ACTIVITY
All of the entries below are to be repeated word for word.

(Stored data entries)
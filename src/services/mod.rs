//! Application services.
//!
//! Each service borrows the repository and configuration for the duration of
//! one request, validates its input into `FieldErrors`, and only then touches
//! storage. Handlers stay thin: extract, call a service, map to a response.

pub mod accounts;
pub mod blog;
pub mod roles;

use crate::{error::FieldErrors, slug};

pub const BLANK: &str = "This field may not be blank.";
pub const INVALID_URL: &str = "Enter a valid URL.";
pub const INVALID_SLUG: &str =
    "Enter a valid \"slug\" consisting of letters, numbers, underscores or hyphens.";

pub fn too_long(max: usize) -> String {
    format!("Ensure this field has no more than {max} characters.")
}

/// Same wording as a unique-constraint violation reported by the repository.
pub fn already_exists(entity: &str, field: &str) -> String {
    format!("{entity} with this {field} already exists.")
}

/// Records an error when `value` exceeds `max` characters.
pub fn check_max_len(errors: &mut FieldErrors, field: &str, value: &str, max: usize) {
    if value.chars().count() > max {
        errors.push(field, too_long(max));
    }
}

/// Required, non-blank, bounded text.
pub fn check_required(errors: &mut FieldErrors, field: &str, value: &str, max: usize) {
    if value.trim().is_empty() {
        errors.push(field, BLANK);
    } else {
        check_max_len(errors, field, value, max);
    }
}

/// Required slug: non-blank, bounded, restricted charset.
pub fn check_slug(errors: &mut FieldErrors, field: &str, value: &str, max: usize) {
    if value.is_empty() {
        errors.push(field, BLANK);
        return;
    }
    if !slug::is_valid_slug(value) {
        errors.push(field, INVALID_SLUG);
    }
    check_max_len(errors, field, value, max);
}

/// Optional URL: empty is allowed, anything else must be http(s).
pub fn check_url(errors: &mut FieldErrors, field: &str, value: &str, max: usize) {
    if value.is_empty() {
        return;
    }
    let valid = ["http://", "https://"].iter().any(|scheme| {
        value
            .strip_prefix(scheme)
            .is_some_and(|rest| !rest.is_empty() && !rest.chars().any(char::is_whitespace))
    });
    if !valid {
        errors.push(field, INVALID_URL);
    }
    check_max_len(errors, field, value, max);
}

WRITTEN REPLY
filename src/services/mod.rs
//! Application services.
//!
//! Each service borrows the repository and configuration for the duration of
//! one request, validates its input into `FieldErrors`, and only then touches
//! storage. Handlers stay thin: extract, call a service, map to a response.

pub mod accounts;
pub mod blog;
pub mod roles;

use crate::{error::FieldErrors, slug};

pub const BLANK: &str = "This field may not be blank.";
pub const INVALID_URL: &str = "Enter a valid URL.";
pub const INVALID_SLUG: &str =
    "Enter a valid \"slug\" consisting of letters, numbers, underscores or hyphens.";

pub fn too_long(max: usize) -> String {
    format!("Ensure this field has no more than {max} characters.")
}

/// Same wording as a unique-constraint violation reported by the repository.
pub fn already_exists(entity: &str, field: &str) -> String {
    format!("{entity} with this {field} already exists.")
}

/// Records an error when `value` exceeds `max` characters.
pub fn check_max_len(errors: &mut FieldErrors, field: &str, value: &str, max: usize) {
    if value.chars().count() > max {
        errors.push(field, too_long(max));
    }
}

/// Required, non-blank, bounded text.
pub fn check_required(errors: &mut FieldErrors, field: &str, value: &str, max: usize) {
    if value.trim().is_empty() {
        errors.push(field, BLANK);
    } else {
        check_max_len(errors, field, value, max);
    }
}

/// Required slug: non-blank, bounded, restricted charset.
pub fn check_slug(errors: &mut FieldErrors, field: &str, value: &str, max: usize) {
    if value.is_empty() {
        errors.push(field, BLANK);
        return;
    }
    if !slug::is_valid_slug(value) {
        errors.push(field, INVALID_SLUG);
    }
    check_max_len(errors, field, value, max);
}

/// Optional URL: empty is allowed, anything else must be http(s).
pub fn check_url(errors: &mut FieldErrors, field: &str, value: &str, max: usize) {
    if value.is_empty() {
        return;
    }
    let valid = ["http://", "https://"].iter().any(|scheme| {
        value
            .strip_prefix(scheme)
            .is_some_and(|rest| !rest.is_empty() && !rest.chars().any(char::is_whitespace))
    });
    if !valid {
        errors.push(field, INVALID_URL);
    }
    check_max_len(errors, field, value, max);
}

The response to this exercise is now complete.